▸ Data shown
use chrono::NaiveDate;

/// One scraped profile page.
///
/// `url` is the unique key across the cumulative database. Every other text
/// field may be empty when the page did not carry it; a partially extracted
/// profile is still a valid record.
#[derive(Debug, Clone, PartialEq, Eq)]
pub struct ProfileRecord {
    pub url: String,
    pub title: String,
    pub username: String,
    pub description: String,
    pub price: String,
    pub phone: String,
    pub skype: String,
    pub kik: String,
    /// Name shown in the `Posted by:` row. The same text as `username`.
    pub posted_by: String,
    pub posted_time: String,
    /// Image URLs in page order. Duplicates are kept as encountered.
    pub image_urls: Vec<String>,
    /// Date the record was first captured.
    pub scrape_date: NaiveDate,
}

impl ProfileRecord {
    /// Creates a record with every extracted field empty.
    #[must_use]
    pub fn empty(url: impl Into<String>, scrape_date: NaiveDate) -> Self {
        Self {
            url: url.into(),
            title: String::new(),
            username: String::new(),
            description: String::new(),
            price: String::new(),
            phone: String::new(),
            skype: String::new(),
            kik: String::new(),
            posted_by: String::new(),
            posted_time: String::new(),
            image_urls: Vec::new(),
            scrape_date,
        }
    }

    #[must_use]
    pub fn image_count(&self) -> usize {
        self.image_urls.len()
    }
}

▸ About this exercise
Your answer should be a single number: how many lines of the material above include "extracted".

▸ Result below
2